Task item: For every line in the entries that contains "BattleOutcome", show the whole line.

Record set:
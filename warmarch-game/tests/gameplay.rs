use warmarch_game::{
    BattleOutcome, GameError, GameEvent, GameSession, Interaction, Position, QuestObjective,
    ResourceKind, ResourceStock, RespawnOutcome, SpotId, SpotKind, TroopKind, TroopRoster,
    WorldConfig, WorldGrid,
};
use rand::SeedableRng;
use rand_chacha::ChaCha20Rng;

fn crowded_config() -> WorldConfig {
    WorldConfig {
        map_width: 1_200.0,
        map_height: 900.0,
        initial_spots: 120,
        ..WorldConfig::default()
    }
}

fn assert_min_distance(world: &WorldGrid, min_distance: f64) {
    let spots: Vec<_> = world.iter().collect();
    for (i, a) in spots.iter().enumerate() {
        for b in &spots[i + 1..] {
            let d = a.position.distance_to(b.position);
            assert!(
                d >= min_distance,
                "{} and {} are only {d:.2} apart",
                a.id,
                b.id
            );
        }
    }
}

fn session_with_monster(level: u8, roster: TroopRoster) -> (GameSession, SpotId) {
    let mut session = GameSession::new(2024, WorldConfig::default());
    session.set_view_center(Position::new(1_000.0, 1_000.0));
    let id = session
        .state_mut()
        .world
        .place(Position::new(1_300.0, 1_000.0), SpotKind::Monster, level);
    session.state_mut().economy.troops = roster;
    (session, id)
}

fn resolved_outcome(session: &mut GameSession) -> BattleOutcome {
    session
        .drain_events()
        .into_iter()
        .find_map(|event| match event.payload {
            GameEvent::MarchResolved { outcome, .. } => Some(outcome),
            _ => None,
        })
        .expect("march should resolve")
}

#[test]
fn generated_spots_respect_min_distance() {
    for seed in [1_u64, 17, 404, 9_999] {
        let config = crowded_config();
        let mut rng = ChaCha20Rng::seed_from_u64(seed);
        let mut world = WorldGrid::new();
        let report = world.generate(config.initial_spots, &config, &mut rng);
        assert_eq!(report.placed.len(), world.len());
        assert!(report.attempts <= config.initial_spots * config.generation_attempt_factor);
        assert_min_distance(&world, config.min_distance);
        for spot in world.iter() {
            assert!((0.0..=config.map_width).contains(&spot.position.x));
            assert!((0.0..=config.map_height).contains(&spot.position.y));
            assert!((1..=30).contains(&spot.level));
        }
    }
}

#[test]
fn saturated_map_degrades_instead_of_failing() {
    let config = WorldConfig {
        map_width: 200.0,
        map_height: 200.0,
        ..WorldConfig::default()
    };
    let mut rng = ChaCha20Rng::seed_from_u64(3);
    let mut world = WorldGrid::new();
    let report = world.generate(500, &config, &mut rng);
    assert!(report.exhausted(world.len()));
    assert!(world.len() < 500);
    assert_eq!(report.attempts, 5_000);
    assert_min_distance(&world, config.min_distance);

    let mut outcome = RespawnOutcome::Exhausted;
    for _ in 0..200 {
        outcome = world.respawn(&config, &mut rng);
        if outcome == RespawnOutcome::Exhausted {
            break;
        }
    }
    assert_eq!(outcome, RespawnOutcome::Exhausted);
    assert_min_distance(&world, config.min_distance);
}

#[test]
fn respawns_keep_min_distance_over_a_long_session() {
    let config = crowded_config();
    let min_distance = config.min_distance;
    let mut session = GameSession::bootstrap(77, config);
    for _ in 0..20 {
        let resources: Vec<SpotId> = session
            .state()
            .world
            .iter()
            .filter(|s| !s.collected && !s.is_monster())
            .take(5)
            .map(|s| s.id)
            .collect();
        for id in resources {
            session.interact(id).unwrap();
        }
        session.advance(31);
        assert_min_distance(&session.state().world, min_distance);
    }
    assert!(session.state().cooldowns.is_empty());
}

#[test]
fn collect_is_idempotent() {
    let mut session = GameSession::bootstrap(5, crowded_config());
    let id = session
        .state()
        .world
        .iter()
        .find(|s| s.kind == SpotKind::Gold)
        .map(|s| s.id)
        .expect("a gold spot");
    session.drain_events();

    assert_eq!(
        session.interact(id).unwrap(),
        Interaction::Collected {
            resource: ResourceKind::Gold,
            value: 1
        }
    );
    let first = session.drain_events();
    assert!(!first.is_empty());

    let before = session.state().clone();
    assert_eq!(session.interact(id).unwrap(), Interaction::Ignored);
    assert_eq!(session.state(), &before);
    assert!(session.drain_events().is_empty());
}

#[test]
fn builds_are_all_or_nothing() {
    let mut session = GameSession::new(8, WorldConfig::default());
    session.state_mut().economy.resources = ResourceStock::new(3, 4, 4);

    session.build_troop(TroopKind::Cavalry).unwrap();
    assert_eq!(*session.state().resources(), ResourceStock::new(3, 1, 1));

    let before = session.state().clone();
    for kind in [TroopKind::Cavalry, TroopKind::Archer] {
        let err = session.build_troop(kind).unwrap_err();
        assert!(matches!(err, GameError::InsufficientResources { troop, .. } if troop == kind));
        assert_eq!(session.state(), &before);
    }

    session.build_troop(TroopKind::Infantry).unwrap();
    assert_eq!(*session.state().resources(), ResourceStock::new(1, 0, 1));
    assert_eq!(*session.state().troops(), TroopRoster::new(1, 0, 1));
}

#[test]
fn only_one_march_at_a_time() {
    let (mut session, far) = session_with_monster(1, TroopRoster::new(2, 0, 0));
    let near = session
        .state_mut()
        .world
        .place(Position::new(1_000.0, 1_100.0), SpotKind::Monster, 1);
    let march = session.start_march(far).unwrap();
    assert_eq!(march.eta_secs, 1);

    let before = session.state().clone();
    let err = session.interact(near).unwrap_err();
    assert_eq!(
        err,
        GameError::MarchAlreadyInProgress {
            target: far,
            remaining_secs: 1
        }
    );
    assert_eq!(session.state(), &before);
}

#[test]
fn marching_without_troops_is_rejected() {
    let (mut session, id) = session_with_monster(1, TroopRoster::default());
    assert_eq!(session.interact(id), Err(GameError::NoTroopsAvailable));
    assert!(!session.state().march.is_marching());
}

#[test]
fn cavalry_beats_level_ten_monster() {
    let (mut session, id) = session_with_monster(10, TroopRoster::new(0, 0, 10));
    session.interact(id).unwrap();
    session.drain_events();
    session.advance(1);

    let BattleOutcome::Victory {
        gold,
        bonus,
        player_power,
        monster_power,
        ..
    } = resolved_outcome(&mut session)
    else {
        panic!("expected a victory");
    };
    assert_eq!((player_power, monster_power), (60, 50));
    assert!((2..=6).contains(&gold));
    assert_eq!(bonus, 1);
    assert_eq!(
        *session.state().resources(),
        ResourceStock::new(1, 1, gold + 1)
    );
    assert_eq!(*session.state().troops(), TroopRoster::new(0, 0, 10));
    assert!(session.state().world.get(id).is_some_and(|s| s.collected));
}

#[test]
fn lone_infantry_loses_to_level_thirty_monster() {
    let (mut session, id) = session_with_monster(30, TroopRoster::new(1, 0, 0));
    session.interact(id).unwrap();
    session.advance(1);

    assert_eq!(
        resolved_outcome(&mut session),
        BattleOutcome::Defeat {
            player_power: 3,
            monster_power: 150
        }
    );
    assert_eq!(*session.state().troops(), TroopRoster::new(0, 0, 0));
    assert!(session.state().world.get(id).is_some_and(|s| !s.collected));
    assert!(session.state().resources().is_empty());
    assert!(!session.state().cooldowns.is_pending(id));
}

#[test]
fn march_on_removed_monster_resolves_stale() {
    let (mut session, id) = session_with_monster(6, TroopRoster::new(4, 0, 0));
    session.interact(id).unwrap();
    session.state_mut().world.remove(id);
    session.advance(1);
    assert_eq!(
        resolved_outcome(&mut session),
        BattleOutcome::Stale { level: 6 }
    );
    assert_eq!(*session.state().troops(), TroopRoster::new(4, 0, 0));
}

#[test]
fn resource_quest_completes_alone() {
    let mut session = GameSession::new(31, WorldConfig::default());
    let QuestObjective::Resource(wanted) = session.state().quests.quests()[0].objective else {
        panic!("first quest should be a resource quest");
    };
    assert_eq!(session.state().quests.quests()[0].target, 5);
    let kind = SpotKind::ALL
        .into_iter()
        .find(|k| k.resource() == Some(wanted))
        .expect("a spot kind for every resource");

    for i in 0..5_u32 {
        let id = session
            .state_mut()
            .world
            .place(Position::new(100.0 * f64::from(i), 50.0), kind, 1);
        session.interact(id).unwrap();
    }
    let quests = session.state().quests.quests();
    assert!(quests[0].completed);
    assert_eq!(quests[0].progress, 5);
    assert_eq!((quests[1].progress, quests[2].progress), (0, 0));
    assert_eq!(session.state().quest_set_number(), 1);
}

#[test]
fn finishing_a_set_rotates_to_doubled_targets() {
    let mut session = GameSession::new(12, WorldConfig::default());
    session.set_view_center(Position::new(0.0, 0.0));
    let quests = session.state().quests.quests().to_vec();
    let QuestObjective::Resource(resource) = quests[0].objective else {
        panic!("resource quest first");
    };
    let QuestObjective::Troop(troop) = quests[2].objective else {
        panic!("troop quest last");
    };
    let resource_spot = SpotKind::ALL
        .into_iter()
        .find(|k| k.resource() == Some(resource))
        .expect("resource spot kind");

    session.state_mut().economy.resources = ResourceStock::uniform(100);
    for _ in 0..5 {
        session.build_troop(troop).unwrap();
    }
    for i in 0..5_u32 {
        let id = session.state_mut().world.place(
            Position::new(100.0 * f64::from(i), 5_000.0),
            resource_spot,
            1,
        );
        session.interact(id).unwrap();
    }
    for i in 0..3_u32 {
        let id = session.state_mut().world.place(
            Position::new(100.0 * f64::from(i), 10.0),
            SpotKind::Monster,
            1,
        );
        session.interact(id).unwrap();
        session.advance(1);
    }

    assert_eq!(session.state().quest_set_number(), 2);
    let fresh = session.state().quests.quests();
    assert_eq!(fresh.len(), 3);
    assert!(fresh.iter().all(|q| !q.completed && q.progress == 0));
    let targets: Vec<u32> = fresh.iter().map(|q| q.target).collect();
    assert_eq!(targets, vec![10, 5, 10]);
    assert!(
        session
            .state()
            .log
            .iter()
            .any(|entry| entry.message == "🌟 New Quest Set Unlocked! Difficulty Increased.")
    );
}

Answer to the exercise:
    BattleOutcome, GameError, GameEvent, GameSession, Interaction, Position, QuestObjective,
fn resolved_outcome(session: &mut GameSession) -> BattleOutcome {
    let BattleOutcome::Victory {
        BattleOutcome::Defeat {
        BattleOutcome::Stale { level: 6 }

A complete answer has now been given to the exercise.